Work order
Among the entries below, how many lines contain the string "ApiClient"? Only the number, please.

[Dataset entries]
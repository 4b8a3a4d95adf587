//! The signed-in user's own todos with add, edit and remove dialogs.
//!
//! SYSTEM CONTEXT
//! ==============
//! Reads `GET /users/me?populate=todos` through the query cache. Mutations go
//! through `services::todos`, which invalidates the `todoList` scope on
//! success; the list query then re-resolves by itself. This component only
//! manages dialogs, drafts and the shared `updating` flag.

use leptos::ev::SubmitEvent;
use leptos::prelude::*;

use crate::components::generate_button::GenerateButton;
use crate::components::modal::Modal;
use crate::components::session_expiry::use_session_expiry;
use crate::net::api::ApiClient;
use crate::net::query::{Query, QueryClient, QueryKey, use_query};
use crate::net::types::Todo;
use crate::services::{self, SubmitError};
use crate::state::session::SessionState;
use crate::state::todos::{TODO_LIST_SCOPE, TodoEditor, TodoModal};
use crate::state::toast::Toasts;
use crate::validation::FieldErrors;

const REMOVE_WARNING: &str = "Deleting this todo removes it permanently. This cannot be undone.";

#[component]
pub fn TodoList() -> impl IntoView {
    let session = expect_context::<RwSignal<SessionState>>();
    let toasts = expect_context::<RwSignal<Toasts>>();
    let queries = expect_context::<QueryClient>();
    let api = expect_context::<ApiClient>();

    let editor = RwSignal::new(TodoEditor::default());
    let field_errors = RwSignal::new(FieldErrors::default());
    let expire = use_session_expiry();

    let fetch_api = api.clone();
    let Query { data, .. } = use_query(
        queries,
        move || QueryKey::new(TODO_LIST_SCOPE).with(session.with(|s| s.user_id().unwrap_or_default())),
        move |_key| {
            let api = fetch_api.clone();
            let current = session.get_untracked().session;
            async move {
                match current {
                    Some(current) => services::todos::list_mine(&api, &current).await,
                    None => Ok(Vec::new()),
                }
            }
        },
    );

    Effect::new(move |_| {
        if let Some(Err(err)) = data.get() {
            expire.run(err);
        }
    });

    // Shared tail of every mutation: close on success, surface errors, clear `updating`.
    let settle = move |result: Result<(), SubmitError>, success: &'static str| match result {
        Ok(()) => {
            editor.update(|e| e.finish_update(true));
            field_errors.set(FieldErrors::default());
            toasts.update(|t| {
                t.success(success);
            });
        }
        Err(SubmitError::Invalid(errors)) => {
            field_errors.set(errors);
            editor.update(|e| e.finish_update(false));
        }
        Err(SubmitError::Request(err)) => {
            editor.update(|e| e.finish_update(false));
            if !expire.run(err.clone()) {
                toasts.update(|t| {
                    t.error(err.to_string());
                });
            }
        }
    };

    let submit_add = Callback::new({
        let api = api.clone();
        move |ev: SubmitEvent| {
            ev.prevent_default();
            let Some(current) = session.get_untracked().session else {
                return;
            };
            if !editor.try_update(TodoEditor::begin_update).unwrap_or(false) {
                return;
            }
            let draft = editor.with_untracked(|e| e.add_draft.clone());
            let api = api.clone();
            leptos::task::spawn_local(async move {
                let result = services::todos::create(&api, &current, &draft, &queries).await;
                settle(result.map(drop), "Todo added");
            });
        }
    });

    let submit_edit = Callback::new({
        let api = api.clone();
        move |ev: SubmitEvent| {
            ev.prevent_default();
            let Some(current) = session.get_untracked().session else {
                return;
            };
            let Some(id) = editor.with_untracked(TodoEditor::target_id) else {
                return;
            };
            if !editor.try_update(TodoEditor::begin_update).unwrap_or(false) {
                return;
            }
            let draft = editor.with_untracked(|e| e.edit_draft.clone());
            let api = api.clone();
            leptos::task::spawn_local(async move {
                let result = services::todos::update(&api, &current, id, &draft, &queries).await;
                settle(result.map(drop), "Todo updated");
            });
        }
    });

    let confirm_remove = Callback::new({
        let api = api.clone();
        move |()| {
            let Some(current) = session.get_untracked().session else {
                return;
            };
            let Some(id) = editor.with_untracked(TodoEditor::target_id) else {
                return;
            };
            if !editor.try_update(TodoEditor::begin_update).unwrap_or(false) {
                return;
            }
            let api = api.clone();
            leptos::task::spawn_local(async move {
                let result = services::todos::remove(&api, &current, id, &queries).await;
                settle(result.map_err(SubmitError::from), "Todo removed");
            });
        }
    });

    let close_add = Callback::new(move |()| {
        editor.update(TodoEditor::close_add);
        field_errors.set(FieldErrors::default());
    });
    let close_edit = Callback::new(move |()| {
        editor.update(TodoEditor::close_edit);
        field_errors.set(FieldErrors::default());
    });
    let close_remove = Callback::new(move |()| editor.update(TodoEditor::close_remove));

    let is_modal = move |modal: TodoModal| Signal::derive(move || editor.with(|e| e.modal == modal));
    let updating = move || editor.with(|e| e.updating);
    let title_error = move || field_errors.with(|f| f.get("title"));

    view! {
        <section class="todo-list">
            <div class="todo-list__actions">
                <button class="btn btn--sm" on:click=move |_| editor.update(TodoEditor::open_add)>
                    "Post new todo"
                </button>
                <GenerateButton/>
            </div>

            {move || match data.get() {
                None => view! { <TodoSkeletons/> }.into_any(),
                Some(Err(err)) => view! { <p class="todo-list__error">{err.to_string()}</p> }.into_any(),
                Some(Ok(todos)) if todos.is_empty() => {
                    view! { <p class="todo-list__empty">"No todos found"</p> }.into_any()
                }
                Some(Ok(todos)) => {
                    todos
                        .into_iter()
                        .map(|todo| view! { <TodoRow todo=todo editor=editor/> })
                        .collect_view()
                        .into_any()
                }
            }}

            <Modal is_open=is_modal(TodoModal::Add) on_close=close_add title="Add a new todo">
                <form class="dialog__form" on:submit=move |ev| submit_add.run(ev)>
                    <input
                        class="dialog__input"
                        name="title"
                        placeholder="Title"
                        prop:value=move || editor.with(|e| e.add_draft.title.clone())
                        on:input=move |ev| editor.update(|e| e.add_draft.title = event_target_value(&ev))
                    />
                    <p class="field-error">{title_error}</p>
                    <textarea
                        class="dialog__input"
                        name="description"
                        placeholder="Description"
                        prop:value=move || editor.with(|e| e.add_draft.description.clone())
                        on:input=move |ev| editor.update(|e| e.add_draft.description = event_target_value(&ev))
                    ></textarea>
                    <div class="dialog__actions">
                        <button class="btn btn--primary" type="submit" disabled=updating>
                            {move || if updating() { "Adding..." } else { "Add" }}
                        </button>
                        <button class="btn btn--cancel" type="button" on:click=move |_| close_add.run(())>
                            "Cancel"
                        </button>
                    </div>
                </form>
            </Modal>

            <Modal is_open=is_modal(TodoModal::Edit) on_close=close_edit title="Edit this todo">
                <form class="dialog__form" on:submit=move |ev| submit_edit.run(ev)>
                    <input
                        class="dialog__input"
                        name="title"
                        prop:value=move || editor.with(|e| e.edit_draft.title.clone())
                        on:input=move |ev| editor.update(|e| e.edit_draft.title = event_target_value(&ev))
                    />
                    <p class="field-error">{title_error}</p>
                    <textarea
                        class="dialog__input"
                        name="description"
                        prop:value=move || editor.with(|e| e.edit_draft.description.clone())
                        on:input=move |ev| editor.update(|e| e.edit_draft.description = event_target_value(&ev))
                    ></textarea>
                    <div class="dialog__actions">
                        <button class="btn btn--primary" type="submit" disabled=updating>
                            {move || if updating() { "Updating..." } else { "Update" }}
                        </button>
                        <button class="btn btn--cancel" type="button" on:click=move |_| close_edit.run(())>
                            "Cancel"
                        </button>
                    </div>
                </form>
            </Modal>

            <Modal
                is_open=is_modal(TodoModal::ConfirmRemove)
                on_close=close_remove
                title="Are you sure you want to remove this Todo?"
                description=REMOVE_WARNING
            >
                <div class="dialog__actions">
                    <button class="btn btn--danger btn--sm" disabled=updating on:click=move |_| confirm_remove.run(())>
                        {move || if updating() { "Removing..." } else { "Yes, remove" }}
                    </button>
                    <button class="btn btn--cancel btn--sm" type="button" on:click=move |_| close_remove.run(())>
                        "Cancel"
                    </button>
                </div>
            </Modal>
        </section>
    }
}

#[component]
fn TodoRow(todo: Todo, editor: RwSignal<TodoEditor>) -> impl IntoView {
    let title = todo.title.clone();
    let for_edit = todo.clone();
    let for_remove = todo;

    view! {
        <div class="todo-row">
            <p class="todo-row__title">{title}</p>
            <div class="todo-row__actions">
                <button class="btn btn--sm" on:click=move |_| editor.update(|e| e.open_edit(for_edit.clone()))>
                    "Edit"
                </button>
                <button
                    class="btn btn--sm btn--danger"
                    on:click=move |_| editor.update(|e| e.open_remove(for_remove.clone()))
                >
                    "Remove"
                </button>
            </div>
        </div>
    }
}

#[component]
fn TodoSkeletons() -> impl IntoView {
    (0..3)
        .map(|_| {
            view! {
                <div class="todo-row todo-row--skeleton" aria-hidden="true">
                    <span class="skeleton skeleton--title"></span>
                    <span class="skeleton skeleton--button"></span>
                    <span class="skeleton skeleton--button"></span>
                </div>
            }
        })
        .collect_view()
}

Answer to this problem
2